_Action item_. Search term "InvalidKeyLength": please show all lines in the listing that contain it.

=== Begin Enclosure ===

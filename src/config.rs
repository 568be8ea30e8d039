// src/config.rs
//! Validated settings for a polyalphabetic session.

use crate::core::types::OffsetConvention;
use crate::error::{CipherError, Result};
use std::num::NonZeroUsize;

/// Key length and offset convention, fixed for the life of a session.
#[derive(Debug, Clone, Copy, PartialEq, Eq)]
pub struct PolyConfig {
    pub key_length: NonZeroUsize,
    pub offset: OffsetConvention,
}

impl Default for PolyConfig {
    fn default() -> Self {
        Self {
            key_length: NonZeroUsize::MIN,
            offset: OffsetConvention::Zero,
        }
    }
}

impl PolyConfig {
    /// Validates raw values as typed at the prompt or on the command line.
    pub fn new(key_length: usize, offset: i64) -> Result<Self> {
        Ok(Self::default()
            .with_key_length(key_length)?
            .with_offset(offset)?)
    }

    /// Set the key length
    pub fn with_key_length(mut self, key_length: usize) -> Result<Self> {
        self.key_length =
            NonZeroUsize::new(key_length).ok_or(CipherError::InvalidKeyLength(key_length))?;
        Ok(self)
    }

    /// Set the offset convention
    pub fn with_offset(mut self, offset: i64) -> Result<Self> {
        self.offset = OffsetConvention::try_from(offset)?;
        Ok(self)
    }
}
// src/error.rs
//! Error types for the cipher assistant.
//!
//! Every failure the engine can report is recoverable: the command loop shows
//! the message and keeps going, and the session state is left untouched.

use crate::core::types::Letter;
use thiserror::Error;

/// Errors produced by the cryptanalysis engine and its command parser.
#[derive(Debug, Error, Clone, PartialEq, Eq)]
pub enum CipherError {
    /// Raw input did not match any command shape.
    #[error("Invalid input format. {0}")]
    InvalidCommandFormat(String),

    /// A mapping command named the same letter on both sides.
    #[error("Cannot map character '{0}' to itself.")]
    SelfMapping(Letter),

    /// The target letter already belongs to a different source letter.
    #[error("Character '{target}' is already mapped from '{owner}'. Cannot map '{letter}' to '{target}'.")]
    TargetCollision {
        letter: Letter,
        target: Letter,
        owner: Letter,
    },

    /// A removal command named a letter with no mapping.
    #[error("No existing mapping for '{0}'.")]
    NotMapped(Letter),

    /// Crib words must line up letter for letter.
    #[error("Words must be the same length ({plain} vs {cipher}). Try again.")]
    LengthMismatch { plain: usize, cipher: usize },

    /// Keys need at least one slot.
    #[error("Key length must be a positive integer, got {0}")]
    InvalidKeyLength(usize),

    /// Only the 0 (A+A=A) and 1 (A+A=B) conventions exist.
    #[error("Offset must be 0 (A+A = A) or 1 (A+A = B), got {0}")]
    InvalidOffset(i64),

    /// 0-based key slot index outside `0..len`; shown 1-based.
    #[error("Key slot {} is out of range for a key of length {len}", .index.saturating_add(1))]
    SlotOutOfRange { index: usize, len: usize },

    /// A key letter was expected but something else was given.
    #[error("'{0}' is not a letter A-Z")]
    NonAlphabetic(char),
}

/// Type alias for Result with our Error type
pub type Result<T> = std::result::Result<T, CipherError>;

=== End Enclosure ===

_Result below_.
            NonZeroUsize::new(key_length).ok_or(CipherError::InvalidKeyLength(key_length))?;
    InvalidKeyLength(usize),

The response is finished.